Some figures for the estate, this is x8 for the 3 test environments + 1 live environment in load balanced pairs:

- 38 Windows services / Daemons, so stuff that waits for events from rabbit, or runs on a schedule to do some processing.
- 46 IIS Application Pools - 1 big customer management UI, REST/SOAP endpoints for triggering events and internal apps for managing data such as charging, promotions etc.

Actually not that bad for the size we are :v:

Edit vv: The issue isn't instances per-se. It's the manageability of all this poo poo and getting a reasonable way to automate it and not be overwhelmed when we do need to check or deploy something.

Cancelbot fucked around with this message at 20:08 on Oct 18, 2016

# ¿ Oct 18, 2016 19:34

Cancelbot: Nov 22, 2006; Canceling spam since 1928

Our TeamCity agents are now described in Packer! No more unicorn build agents :woop:

On the downside it takes over 20 minutes for a Windows AMI to boot in AWS if it's been sysprepped (2 reboots!). Even with provisioned IOPS

# ¿ May 11, 2017 12:23

Cancelbot: Nov 22, 2006; Canceling spam since 1928

uncurable mlady posted:

that sounds excruciating. why are you sysprepping your agents?

Late update - we don't now!

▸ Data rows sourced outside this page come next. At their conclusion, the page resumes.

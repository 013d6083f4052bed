use serde::{Deserialize, Serialize};
use std::fmt;
use std::str::FromStr;

/// Kind of catalog entry tracked by the cache. IDs are unique per type only.
#[derive(Debug, Clone, Copy, PartialEq, Eq, Hash, PartialOrd, Ord, Serialize, Deserialize)]
#[serde(rename_all = "lowercase")]
pub enum GameType {
    App,
    Sub,
    Bundle,
}

impl GameType {
    pub fn as_str(self) -> &'static str {
        match self {
            GameType::App => "app",
            GameType::Sub => "sub",
            GameType::Bundle => "bundle",
        }
    }

    /// Primary table holding the record rows for this type.
    pub fn table(self) -> &'static str {
        match self {
            GameType::App => "games__app",
            GameType::Sub => "games__sub",
            GameType::Bundle => "games__bundle",
        }
    }

    pub fn id_column(self) -> &'static str {
        match self {
            GameType::App => "app_id",
            GameType::Sub => "sub_id",
            GameType::Bundle => "bundle_id",
        }
    }

    pub fn name_table(self) -> &'static str {
        match self {
            GameType::App => "games__app_name",
            GameType::Sub => "games__sub_name",
            GameType::Bundle => "games__bundle_name",
        }
    }

    /// SteamGifts ID mapping table; bundles are not giveaway targets.
    pub fn gift_table(self) -> Option<&'static str> {
        match self {
            GameType::App => Some("games__app_sg"),
            GameType::Sub => Some("games__sub_sg"),
            GameType::Bundle => None,
        }
    }
}

impl fmt::Display for GameType {
    fn fmt(&self, f: &mut fmt::Formatter<'_>) -> fmt::Result {
        f.write_str(self.as_str())
    }
}

impl FromStr for GameType {
    type Err = String;

    fn from_str(s: &str) -> Result<Self, Self::Err> {
        match s.trim().to_ascii_lowercase().as_str() {
            "app" | "apps" => Ok(GameType::App),
            "sub" | "subs" | "package" => Ok(GameType::Sub),
            "bundle" | "bundles" => Ok(GameType::Bundle),
            other => Err(format!("unknown game type: {other}")),
        }
    }
}

/// (type, id) pair identifying one catalog entry.
#[derive(Debug, Clone, Copy, PartialEq, Eq, Hash, PartialOrd, Ord, Serialize, Deserialize)]
pub struct GameRef {
    pub game_type: GameType,
    pub id: i64,
}

impl GameRef {
    pub fn app(id: i64) -> Self {
        Self {
            game_type: GameType::App,
            id,
        }
    }

    pub fn sub(id: i64) -> Self {
        Self {
            game_type: GameType::Sub,
            id,
        }
    }
}

impl fmt::Display for GameRef {
    fn fmt(&self, f: &mut fmt::Formatter<'_>) -> fmt::Result {
        write!(f, "{} {}", self.game_type, self.id)
    }
}

/// Dictionary entry (genre or user tag) as reported by the store.
#[derive(Debug, Clone, PartialEq, Eq, Hash, PartialOrd, Ord, Serialize, Deserialize)]
pub struct Label {
    pub id: i64,
    pub name: String,
}

/// Everything the detail gateway learned about one app in a single fetch.
#[derive(Debug, Clone, PartialEq, Serialize, Deserialize)]
pub struct AppDetail {
    pub app_id: i64,
    pub name: String,
    pub released: bool,
    pub removed: bool,
    pub steam_cloud: bool,
    pub trading_cards: bool,
    /// `None` when the store page could not be read as an app page.
    pub learning: Option<bool>,
    pub multiplayer: bool,
    pub singleplayer: bool,
    pub linux: bool,
    pub mac: bool,
    pub windows: bool,
    pub achievements: i32,
    pub price: i32,
    pub metacritic_score: Option<i32>,
    pub metacritic_id: Option<String>,
    pub rating_percentage: Option<i32>,
    pub rating_count: Option<i32>,
    pub release_date: Option<i64>,
    pub genres: Vec<Label>,
    pub tags: Vec<Label>,
    /// Base game when this app is a DLC.
    pub base: Option<i64>,
    pub dlcs: Vec<i64>,
    pub subs: Vec<i64>,
    pub bundles: Vec<i64>,
}

impl AppDetail {
    /// Blank record for an app; callers fill in what the source reported.
    pub fn empty(app_id: i64) -> Self {
        Self {
            app_id,
            name: String::new(),
            released: false,
            removed: false,
            steam_cloud: false,
            trading_cards: false,
            learning: None,
            multiplayer: false,
            singleplayer: false,
            linux: false,
            mac: false,
            windows: false,
            achievements: 0,
            price: 0,
            metacritic_score: None,
            metacritic_id: None,
            rating_percentage: None,
            rating_count: None,
            release_date: None,
            genres: Vec::new(),
            tags: Vec::new(),
            base: None,
            dlcs: Vec::new(),
            subs: Vec::new(),
            bundles: Vec::new(),
        }
    }
}

#[derive(Debug, Clone, PartialEq, Serialize, Deserialize)]
pub struct SubDetail {
    pub sub_id: i64,
    pub name: String,
    pub released: bool,
    pub removed: bool,
    pub price: i32,
    pub release_date: Option<i64>,
    pub apps: Vec<i64>,
}

/// Successful detail fetch.
#[derive(Debug, Clone, PartialEq)]
pub enum Fetched {
    App(AppDetail),
    Sub(SubDetail),
}

impl Fetched {
    pub fn game_ref(&self) -> GameRef {
        match self {
            Fetched::App(app) => GameRef::app(app.app_id),
            Fetched::Sub(sub) => GameRef::sub(sub.sub_id),
        }
    }
}

/// Queue row as read by the batch refresh driver.
#[derive(Debug, Clone, Copy, PartialEq, Eq)]
pub struct QueuedRow {
    pub id: i64,
    pub release_date: Option<i64>,
    pub last_update: i64,
}

/// Stored app row joined with its relationship lists, as served by lookups.
#[derive(Debug, Clone, PartialEq, Serialize, Deserialize)]
pub struct StoredApp {
    pub app_id: i64,
    pub name: Option<String>,
    pub released: bool,
    pub removed: bool,
    pub steam_cloud: bool,
    pub trading_cards: bool,
    pub learning: Option<bool>,
    pub multiplayer: bool,
    pub singleplayer: bool,
    pub linux: bool,
    pub mac: bool,
    pub windows: bool,
    pub achievements: i32,
    pub price: i32,
    pub metacritic_score: Option<i32>,
    pub metacritic_id: Option<String>,
    pub rating_percentage: Option<i32>,
    pub rating_count: Option<i32>,
    pub release_date: Option<i64>,
    pub genres: Vec<String>,
    pub tags: Vec<String>,
    pub base: Option<i64>,
    pub dlcs: Vec<i64>,
    pub subs: Vec<i64>,
    pub bundles: Vec<i64>,
    pub last_update: i64,
    pub queued_for_update: bool,
}

#[derive(Debug, Clone, PartialEq, Serialize, Deserialize)]
pub struct StoredSub {
    pub sub_id: i64,
    pub name: Option<String>,
    pub released: bool,
    pub removed: bool,
    pub price: i32,
    pub release_date: Option<i64>,
    pub apps: Vec<i64>,
    pub last_update: i64,
    pub queued_for_update: bool,
}

/// SteamGifts value status mirrored per game.
#[derive(Debug, Clone, Copy, PartialEq, Eq, Hash, PartialOrd, Ord, Serialize, Deserialize)]
pub enum TimelineKind {
    /// Reduced CV.
    ReducedValue,
    /// No CV.
    NoValue,
}

impl TimelineKind {
    pub const ALL: [TimelineKind; 2] = [TimelineKind::ReducedValue, TimelineKind::NoValue];

    /// Types that can carry a value status upstream. Bundles never do.
    pub const GAME_TYPES: [GameType; 2] = [GameType::App, GameType::Sub];

    pub fn table(self, game_type: GameType) -> Option<&'static str> {
        match (self, game_type) {
            (TimelineKind::ReducedValue, GameType::App) => Some("games__app_rcv"),
            (TimelineKind::ReducedValue, GameType::Sub) => Some("games__sub_rcv"),
            (TimelineKind::NoValue, GameType::App) => Some("games__app_ncv"),
            (TimelineKind::NoValue, GameType::Sub) => Some("games__sub_ncv"),
            (_, GameType::Bundle) => None,
        }
    }
}

#[derive(Debug, Clone, PartialEq, Eq)]
pub struct NameEntry {
    pub game: GameRef,
    pub name: String,
}

#[derive(Debug, Clone, PartialEq, Eq)]
pub struct TimelineEntry {
    pub kind: TimelineKind,
    pub game: GameRef,
    pub effective_date: i64,
    /// Source-provided first-seen time; the job's run start is used otherwise.
    pub added_date: Option<i64>,
    /// Whether an upsert also marks the entry as observed by the current pass.
    pub mark_found: bool,
}

#[derive(Debug, Clone, PartialEq, Eq)]
pub struct GiftIdEntry {
    pub game: GameRef,
    pub gift_id: String,
}

/// One page of a community listing, normalized.
#[derive(Debug, Clone, Default, PartialEq, Eq)]
pub struct ListingPage {
    pub names: Vec<NameEntry>,
    pub timeline: Vec<TimelineEntry>,
    pub gift_ids: Vec<GiftIdEntry>,
    pub ended: bool,
}

impl ListingPage {
    pub fn is_empty(&self) -> bool {
        self.names.is_empty() && self.timeline.is_empty() && self.gift_ids.is_empty()
    }
}

/// Stored timeline row.
#[derive(Debug, Clone, Copy, PartialEq, Eq)]
pub struct TimelineRow {
    pub effective_date: i64,
    pub added_date: i64,
    pub found: bool,
}

/// A timeline entry as read back for lookups.
#[derive(Debug, Clone, PartialEq, Eq, Serialize)]
pub struct TimelineRecord {
    pub id: i64,
    pub name: Option<String>,
    pub effective_date: i64,
    pub added_date: i64,
}

/// Narrows a timeline read. Empty `ids` reads every entry.
#[derive(Debug, Clone, Default, PartialEq, Eq)]
pub struct TimelineFilter {
    pub ids: Vec<i64>,
    /// Inclusive lower bound on `effective_date`.
    pub from: Option<i64>,
    /// Exclusive upper bound on `effective_date`.
    pub until: Option<i64>,
    /// Newest `added_date` first, capped at this many rows.
    pub recent: Option<usize>,
}

#[derive(Debug, Clone, PartialEq, Eq, Serialize)]
pub struct GiftIdRecord {
    pub id: i64,
    pub sg_id: String,
}

/// Username history of one SteamGifts user.
#[derive(Debug, Clone, PartialEq, Eq, Serialize)]
pub struct UserHistory {
    pub steam_id: String,
    /// Newest first.
    pub usernames: Vec<String>,
    pub last_check: i64,
    pub last_update: i64,
}

impl UserHistory {
    pub const SEPARATOR: &'static str = ", ";

    pub fn parse_usernames(joined: &str) -> Vec<String> {
        joined
            .split(Self::SEPARATOR)
            .filter(|s| !s.is_empty())
            .map(|s| s.to_string())
            .collect()
    }

    pub fn joined_usernames(&self) -> String {
        self.usernames.join(Self::SEPARATOR)
    }
}

/// Rows waiting for the refresh jobs, as reported by the info endpoint.
#[derive(Debug, Clone, Copy, Default, PartialEq, Eq, Serialize, Deserialize)]
pub struct QueueCounts {
    pub apps: i64,
    pub subs: i64,
    pub bundles: i64,
    pub users: i64,
}

/// Well-known timestamp ledger keys.
pub mod ledger {
    pub const GAMES: &str = "games_last_update";
    pub const RCV_FROM_SG: &str = "rcv_last_update_from_sg";
    pub const NCV: &str = "ncv_last_update";
    pub const RCV_FROM_SGTOOLS: &str = "rcv_last_update_from_sgtools";
    pub const SG_IDS: &str = "sgids_last_update";
    pub const USER_HISTORY: &str = "uh_last_update";
}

We had some weird lovely requirement for the agents to join our domain which required sysprepping for some reason I can't understand. But i got rid of it and now they're up in about half the time, but 10 minutes is still bad cos Windows on AWS is really lovely at booting.

Cancelbot fucked around with this message at 21:34 on Jun 9, 2017

# ¿ Jun 9, 2017 21:28

Cancelbot: Nov 22, 2006; Canceling spam since 1928

How straightforward is it to do the following in AWS (probably lambda):

1. Receive HTTP Post from $deploy_tool on success
2. Take one of the instances that was deployed to
3. Save AMI of server
4. Update launch configuration of the auto scaling group to use new AMI

Essentially a success-triggered AMI bake before we can actually use spinnaker like real devops :v:

# ¿ Jul 7, 2017 13:36

Cancelbot: Nov 22, 2006; Canceling spam since 1928

Rotations isn't a problem as in the end everything will run the same version, it's purely a scaling crutch for the time being until I can get a proper process in place.

Our retarded process:
Octopus does a rolling deploy to 3 servers at a time which is slow and painful, but there are 5 independent large services per instance all deploying at different times which makes it hell for us to manage.

When the ASG scales up it triggers Octopus to do a re-deploy but this must wait for the instance to come online, and then to register with DNS, and then to register with Octopus and then the deploy steps which is currently taking us 2 hours to scale for every 5 instances, due to bullshit reasons such as having to redeploy all 5 services with their post deploy tests for every loving server that comes online. If I can bake every successful deployment into an AMI with a short retention policy this makes scaling faster at the expense of some sanity at the ASG level.

This is a crutch before using spinnaker properly to blue-green all their poo poo because they're paranoid as gently caress when even deploying minor changes that they need a 40 minute post-deploy suite :suicide:

# ¿ Jul 7, 2017 15:47

Cancelbot: Nov 22, 2006; Canceling spam since 1928

Whoa, mind blown. We use terraform for standing up an environment but never thought it could be used to build at deploy!

# ¿ Jul 8, 2017 20:37

Cancelbot: Nov 22, 2006; Canceling spam since 1928

Scikar posted:

It sounds like you're on a very different scale to me so take this with a grain of salt, but in my case I have the whole team sold on moving stuff to .Net Core and Docker in the long term, with Octopus Deploy to bridge the gap in the interim. I think it's asking a lot to take a dev from manually copying files to containers in one go, and Docker still has a way to go in ironing out these weird issues that keep cropping up. You don't want to deal with those while you're still trying to sell the team on your architecture design. Octopus is just doing what they already do but with more speed, accountability and reliability so it's much easier to sell. Once people are comfortable with packages at the end of their build pipeline it's much easier to go from that to containers in my opinion.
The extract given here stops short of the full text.